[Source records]
= = = =

// Capitalization helpers used by the morphology rules

/// Whether the first character of `word` is an uppercase letter.
///
/// Returns `false` for an empty word.
pub fn starts_uppercase(word: &str) -> bool {
    word.chars().next().is_some_and(char::is_uppercase)
}

/// Lowercase a whole word.
///
/// Uses the full Unicode mapping, so the result may differ in byte length
/// from the input for non-ASCII text. Callers that slice by byte offsets
/// must slice before lowercasing.
pub fn lowercase(word: &str) -> String {
    word.to_lowercase()
}
// End-of-run statistics

use serde::Serialize;

/// Snapshot of the counters collected during one checking run.
///
/// The counters only ever grow; a snapshot is taken after the last lookup.
#[derive(Debug, Clone, Copy, Default, PartialEq, Eq, Serialize)]
pub struct RunStats {
    /// Number of entries inserted into the dictionary table.
    pub dict_length: u64,
    /// Number of words extracted from the text and checked.
    pub words_checked: u64,
    /// Number of checked words no rule accepted.
    pub misspelled: u64,
    /// Slot checks plus chain comparisons over all lookups.
    pub total_probes: u64,
    /// Number of table lookups, including the ones made by suffix rules.
    pub total_lookups: u64,
}

impl RunStats {
    /// Average number of probes per checked word.
    ///
    /// `None` when no word was checked.
    pub fn probes_per_word(&self) -> Option<f64> {
        ratio(self.total_probes, self.words_checked)
    }

    /// Average number of probes per lookup call.
    ///
    /// `None` when no lookup was made.
    pub fn probes_per_lookup(&self) -> Option<f64> {
        ratio(self.total_probes, self.total_lookups)
    }

    /// The statistics together with both averages, ready for serialization.
    pub fn report(&self) -> StatsReport {
        StatsReport {
            stats: *self,
            probes_per_word: self.probes_per_word(),
            probes_per_lookup: self.probes_per_lookup(),
        }
    }
}

/// [`RunStats`] with the derived averages, as emitted by `--json`.
///
/// Undefined averages serialize as `null`.
#[derive(Debug, Clone, Copy, PartialEq, Serialize)]
pub struct StatsReport {
    #[serde(flatten)]
    pub stats: RunStats,
    pub probes_per_word: Option<f64>,
    pub probes_per_lookup: Option<f64>,
}

fn ratio(numerator: u64, denominator: u64) -> Option<f64> {
    if denominator == 0 {
        None
    } else {
        Some(numerator as f64 / denominator as f64)
    }
}
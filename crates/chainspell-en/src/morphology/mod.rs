// Suffix and capitalization rules for words missing from the dictionary

use chainspell_core::case::{lowercase, starts_uppercase};
use chainspell_table::Lexicon;

/// The rule variant that accepted a word.
#[derive(Debug, Clone, Copy, PartialEq, Eq, Hash)]
pub enum MatchRule {
    /// The word itself is in the dictionary.
    Exact,
    /// Capitalized word found in lowercase: "Dog" -> "dog".
    Lowercase,
    /// Possessive `'s` removed: "dog's" -> "dog".
    Possessive,
    /// Plural `es` removed: "dishes" -> "dish".
    PluralEs,
    /// Plural `s` removed: "cats" -> "cat".
    PluralS,
    /// `ed` / `er` removed: "baked" -> "bak".
    EdErStem,
    /// Final `d` / `r` removed: "baked" -> "bake".
    EdErDropLast,
    /// `ing` removed: "walking" -> "walk".
    IngStem,
    /// `ing` replaced by `e`: "baking" -> "bake".
    IngStemAddE,
    /// `ly` removed: "quickly" -> "quick".
    LyStem,
}

/// Heuristic matcher that reduces false positives from inflection and
/// capitalization.
///
/// After an exact miss exactly one rule family is tried, chosen by the
/// surface form of the word in this order:
///
/// 1. first letter uppercase: the lowercased word;
/// 2. ends in `s`: strip `'s`, `es` or `s`;
/// 3. ends in `ed` / `er`: strip both letters, then only the last;
/// 4. ends in `ing`: strip it, then strip it and append `e`;
/// 5. ends in `ly`: strip it.
///
/// Stems are lowercased before the lookup. The families do not combine, so
/// "Cats" is only tried as "cats", never as "cat".
#[derive(Debug, Clone, Copy, Default)]
pub struct MorphologyMatcher;

impl MorphologyMatcher {
    pub fn new() -> Self {
        Self
    }

    /// Whether `word` or one of its permitted variants is in `lexicon`.
    pub fn check<L: Lexicon + ?Sized>(&self, word: &str, lexicon: &L) -> bool {
        self.matching_rule(word, lexicon).is_some()
    }

    /// The rule that accepted `word`, or `None` if it is unmatched.
    ///
    /// Makes at most three lookups: the exact word and up to two variants.
    pub fn matching_rule<L: Lexicon + ?Sized>(
        &self,
        word: &str,
        lexicon: &L,
    ) -> Option<MatchRule> {
        if lexicon.lookup(word) {
            return Some(MatchRule::Exact);
        }

        if starts_uppercase(word) {
            return accept(lexicon, &lowercase(word), MatchRule::Lowercase);
        }

        // All suffix tests compare ASCII bytes. A multi-byte character never
        // yields an ASCII byte, so the offsets below are char boundaries.
        let bytes = word.as_bytes();
        let last = bytes.last().copied();
        let second_last = bytes.len().checked_sub(2).map(|i| bytes[i]);

        if last == Some(b's') {
            return match second_last {
                Some(b'\'') => strip(lexicon, word, 2, MatchRule::Possessive),
                Some(b'e') => strip(lexicon, word, 2, MatchRule::PluralEs),
                _ => strip(lexicon, word, 1, MatchRule::PluralS),
            };
        }

        if second_last == Some(b'e') {
            if matches!(last, Some(b'd' | b'r')) {
                return strip(lexicon, word, 2, MatchRule::EdErStem)
                    .or_else(|| strip(lexicon, word, 1, MatchRule::EdErDropLast));
            }
            return None;
        }

        if word.ends_with("ing") {
            let mut stem = stem_of(word, 3);
            if lexicon.lookup(&stem) {
                return Some(MatchRule::IngStem);
            }
            stem.push('e');
            return accept(lexicon, &stem, MatchRule::IngStemAddE);
        }

        if word.ends_with("ly") {
            return strip(lexicon, word, 2, MatchRule::LyStem);
        }

        None
    }
}

/// Lowercased `word` without its last `suffix_len` bytes.
fn stem_of(word: &str, suffix_len: usize) -> String {
    lowercase(&word[..word.len() - suffix_len])
}

fn strip<L: Lexicon + ?Sized>(
    lexicon: &L,
    word: &str,
    suffix_len: usize,
    rule: MatchRule,
) -> Option<MatchRule> {
    accept(lexicon, &stem_of(word, suffix_len), rule)
}

fn accept<L: Lexicon + ?Sized>(
    lexicon: &L,
    candidate: &str,
    rule: MatchRule,
) -> Option<MatchRule> {
    lexicon.lookup(candidate).then_some(rule)
}

#[cfg(test)]
mod tests {
    use std::cell::RefCell;
    use std::collections::HashSet;

    use chainspell_table::HashTable;

    use super::*;

    /// Lexicon that records every query in order.
    struct Recording {
        words: HashSet<&'static str>,
        queries: RefCell<Vec<String>>,
    }

    impl Recording {
        fn new(words: &[&'static str]) -> Self {
            Self {
                words: words.iter().copied().collect(),
                queries: RefCell::new(Vec::new()),
            }
        }

        fn queries(&self) -> Vec<String> {
            self.queries.borrow().clone()
        }
    }

    impl Lexicon for Recording {
        fn lookup(&self, word: &str) -> bool {
            self.queries.borrow_mut().push(word.to_string());
            self.words.contains(word)
        }
    }

    fn run(dict: &[&'static str], word: &str) -> (Option<MatchRule>, Vec<String>) {
        let lexicon = Recording::new(dict);
        let rule = MorphologyMatcher::new().matching_rule(word, &lexicon);
        (rule, lexicon.queries())
    }

    #[test]
    fn exact_match_stops_immediately() {
        let (rule, queries) = run(&["Dog"], "Dog");
        assert_eq!(rule, Some(MatchRule::Exact));
        assert_eq!(queries, ["Dog"]);
    }

    #[test]
    fn capitalized_word_is_lowercased() {
        let (rule, queries) = run(&["dog"], "Dog");
        assert_eq!(rule, Some(MatchRule::Lowercase));
        assert_eq!(queries, ["Dog", "dog"]);
    }

    #[test]
    fn all_caps_word_is_lowercased() {
        let (rule, _) = run(&["dishes"], "DISHES");
        assert_eq!(rule, Some(MatchRule::Lowercase));
    }

    #[test]
    fn capitalized_plural_is_not_stripped() {
        let (rule, queries) = run(&["cat"], "Cats");
        assert_eq!(rule, None);
        assert_eq!(queries, ["Cats", "cats"]);
    }

    #[test]
    fn plural_s() {
        let (rule, queries) = run(&["cat"], "cats");
        assert_eq!(rule, Some(MatchRule::PluralS));
        assert_eq!(queries, ["cats", "cat"]);
    }

    #[test]
    fn plural_es() {
        let (rule, queries) = run(&["dish"], "dishes");
        assert_eq!(rule, Some(MatchRule::PluralEs));
        assert_eq!(queries, ["dishes", "dish"]);
    }

    #[test]
    fn plural_es_does_not_fall_back_to_s() {
        // "bees" strips to "be", never to "bee"
        let (rule, queries) = run(&["bee"], "bees");
        assert_eq!(rule, None);
        assert_eq!(queries, ["bees", "be"]);
    }

    #[test]
    fn possessive() {
        let (rule, queries) = run(&["dog"], "dog's");
        assert_eq!(rule, Some(MatchRule::Possessive));
        assert_eq!(queries, ["dog's", "dog"]);
    }

    #[test]
    fn single_s_strips_to_empty() {
        let (rule, queries) = run(&[], "s");
        assert_eq!(rule, None);
        assert_eq!(queries, ["s", ""]);
    }

    #[test]
    fn past_tense_tries_stem_then_drop_last() {
        let (rule, queries) = run(&["bake"], "baked");
        assert_eq!(rule, Some(MatchRule::EdErDropLast));
        assert_eq!(queries, ["baked", "bak", "bake"]);
    }

    #[test]
    fn past_tense_plain_stem() {
        let (rule, queries) = run(&["walk"], "walked");
        assert_eq!(rule, Some(MatchRule::EdErStem));
        assert_eq!(queries, ["walked", "walk"]);
    }

    #[test]
    fn agent_noun() {
        let (rule, _) = run(&["bake"], "baker");
        assert_eq!(rule, Some(MatchRule::EdErDropLast));
        let (rule, _) = run(&["read"], "reader");
        assert_eq!(rule, Some(MatchRule::EdErStem));
    }

    #[test]
    fn other_e_endings_make_no_extra_lookup() {
        let (rule, queries) = run(&["tre"], "tree");
        assert_eq!(rule, None);
        assert_eq!(queries, ["tree"]);
    }

    #[test]
    fn ing_stem() {
        let (rule, queries) = run(&["walk"], "walking");
        assert_eq!(rule, Some(MatchRule::IngStem));
        assert_eq!(queries, ["walking", "walk"]);
    }

    #[test]
    fn ing_stem_with_e() {
        let (rule, queries) = run(&["bake"], "baking");
        assert_eq!(rule, Some(MatchRule::IngStemAddE));
        assert_eq!(queries, ["baking", "bak", "bake"]);
    }

    #[test]
    fn ly_stem() {
        let (rule, queries) = run(&["quick"], "quickly");
        assert_eq!(rule, Some(MatchRule::LyStem));
        assert_eq!(queries, ["quickly", "quick"]);
    }

    #[test]
    fn unknown_word_without_suffix() {
        let (rule, queries) = run(&["cat", "dog"], "xyzzy");
        assert_eq!(rule, None);
        assert_eq!(queries, ["xyzzy"]);
    }

    #[test]
    fn empty_word_only_tries_exact() {
        let (rule, queries) = run(&[], "");
        assert_eq!(rule, None);
        assert_eq!(queries, [""]);
    }

    #[test]
    fn non_ascii_word_does_not_panic() {
        let (rule, queries) = run(&[], "caf\u{00E9}s");
        assert_eq!(rule, None);
        assert_eq!(queries, ["caf\u{00E9}s", "caf\u{00E9}"]);
    }

    #[test]
    fn check_against_hash_table() {
        let mut table = HashTable::new();
        table.insert("cat");
        table.insert("dog");
        let matcher = MorphologyMatcher::new();
        assert!(matcher.check("cats", &table));
        assert!(matcher.check("Dog", &table));
        assert!(!matcher.check("xyzzy", &table));
        // exact + "cat", exact + "dog", exact only
        assert_eq!(table.total_lookups(), 5);
    }
}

= = = =

[Required action]
Report each line above that includes the string "RunStats".

[Exercise response]
pub struct RunStats {
impl RunStats {
/// [`RunStats`] with the derived averages, as emitted by `--json`.
    pub stats: RunStats,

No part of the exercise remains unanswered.